_DIRECTIONS_: What is the number of lines below that contain the string "collect"? Give it and nothing else.
┏━━
//! DXF output through the `dxf` crate.

use ::dxf::entities::{Entity, EntityType, Line, LwPolyline, MText, Spline};
use ::dxf::enums::{AcadVersion, AttachmentPoint};
use ::dxf::tables::Layer as DxfLayer;
use ::dxf::{Color, Drawing, LwPolylineVertex};

use super::DrawingWriter;
use crate::convert::OutputFile;
use crate::error::Result;
use crate::model::{AnchorCorner, EntityKind, OutputEntity, Point};

/// Knot vector of a clamped cubic with four control points: the curve
/// is exactly the cubic Bezier through those points.
const BEZIER_KNOTS: [f64; 8] = [0.0, 0.0, 0.0, 0.0, 1.0, 1.0, 1.0, 1.0];

/// Longest value written to a single MTEXT string group, in bytes.
const MTEXT_CHUNK_LEN: usize = 250;

/// Writes planned files as AutoCAD R2000 ASCII DXF.
#[derive(Debug, Clone)]
pub struct DxfWriter {
    version: AcadVersion,
}

impl DxfWriter {
    /// Create a DXF writer targeting R2000.
    pub fn new() -> Self {
        Self {
            version: AcadVersion::R2000,
        }
    }

    /// Target a different DXF version.
    ///
    /// LWPOLYLINE, SPLINE and MTEXT need R13 or later.
    pub fn with_version(mut self, version: AcadVersion) -> Self {
        self.version = version;
        self
    }

    /// Build the in-memory drawing for a planned file.
    pub fn to_drawing(&self, file: &OutputFile) -> Drawing {
        let mut drawing = Drawing::new();
        drawing.header.version = self.version;

        for layer in file.layers.iter() {
            let mut dxf_layer = DxfLayer::default();
            dxf_layer.name = layer.name.clone();
            dxf_layer.color = Color::from_index(layer.color);
            drawing.add_layer(dxf_layer);
        }

        for entity in file.entities() {
            let layer_name = file
                .layers
                .get(entity.layer)
                .map(|l| l.name.clone())
                .unwrap_or_else(|| entity.layer.name().to_string());
            let mut dxf_entity = Entity::new(convert_entity(entity));
            dxf_entity.common.layer = layer_name;
            drawing.add_entity(dxf_entity);
        }

        if let Some(bounds) = file.bounds() {
            drawing.header.minimum_drawing_extents = to_dxf_point(bounds.min);
            drawing.header.maximum_drawing_extents = to_dxf_point(bounds.max);
        }

        drawing
    }
}

impl Default for DxfWriter {
    fn default() -> Self {
        Self::new()
    }
}

impl DrawingWriter for DxfWriter {
    fn supported_extensions(&self) -> &[&str] {
        &["dxf"]
    }

    fn name(&self) -> &str {
        "dxf"
    }

    fn render(&self, file: &OutputFile) -> Result<Vec<u8>> {
        let drawing = self.to_drawing(file);
        let mut buf = Vec::new();
        drawing.save(&mut buf)?;
        Ok(buf)
    }
}

fn to_dxf_point(p: Point) -> ::dxf::Point {
    ::dxf::Point::new(p.x, p.y, 0.0)
}

fn convert_entity(entity: &OutputEntity) -> EntityType {
    match &entity.kind {
        EntityKind::Line { start, end } => {
            let mut line = Line::default();
            line.p1 = to_dxf_point(*start);
            line.p2 = to_dxf_point(*end);
            EntityType::Line(line)
        }

        EntityKind::Polyline { points, closed } => {
            let mut lwpoly = LwPolyline::default();
            lwpoly.set_is_closed(*closed);
            lwpoly.vertices = points
                .iter()
                .map(|p| {
                    let mut vertex = LwPolylineVertex::default();
                    vertex.x = p.x;
                    vertex.y = p.y;
                    vertex
                })
                .collect();
            EntityType::LwPolyline(lwpoly)
        }

        EntityKind::Curve {
            control_points,
            degree,
        } => {
            let mut spline = Spline::default();
            spline.degree_of_curve = i32::from(*degree);
            spline.knot_values = BEZIER_KNOTS.to_vec();
            spline.control_points = control_points.iter().copied().map(to_dxf_point).collect();
            EntityType::Spline(spline)
        }

        EntityKind::Text {
            content,
            height,
            anchor,
            anchor_corner,
        } => {
            let mut mtext = MText::default();
            mtext.insertion_point = to_dxf_point(*anchor);
            mtext.initial_text_height = *height;
            mtext.attachment_point = match anchor_corner {
                AnchorCorner::BottomLeft => AttachmentPoint::BottomLeft,
            };
            // Leading chunks go to group 3, the tail to group 1.
            let mut chunks = mtext_chunks(content);
            mtext.text = chunks.pop().unwrap_or_default();
            mtext.extended_text = chunks;
            EntityType::MText(mtext)
        }
    }
}

/// Escape MTEXT control characters and split the result into string
/// groups of at most [`MTEXT_CHUNK_LEN`] bytes.
///
/// Escape sequences are never split across chunks. Always returns at
/// least one chunk.
fn mtext_chunks(s: &str) -> Vec<String> {
    let mut chunks = Vec::new();
    let mut current = String::new();
    let mut buf = [0u8; 4];
    for c in s.chars() {
        let token: &str = match c {
            '\\' => "\\\\",
            '{' => "\\{",
            '}' => "\\}",
            '\n' => "\\P",
            '\r' => continue,
            _ => c.encode_utf8(&mut buf),
        };
        if current.len() + token.len() > MTEXT_CHUNK_LEN {
            chunks.push(std::mem::take(&mut current));
        }
        current.push_str(token);
    }
    chunks.push(current);
    chunks
}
┗━━
_EXERCISE OUTPUT_: 2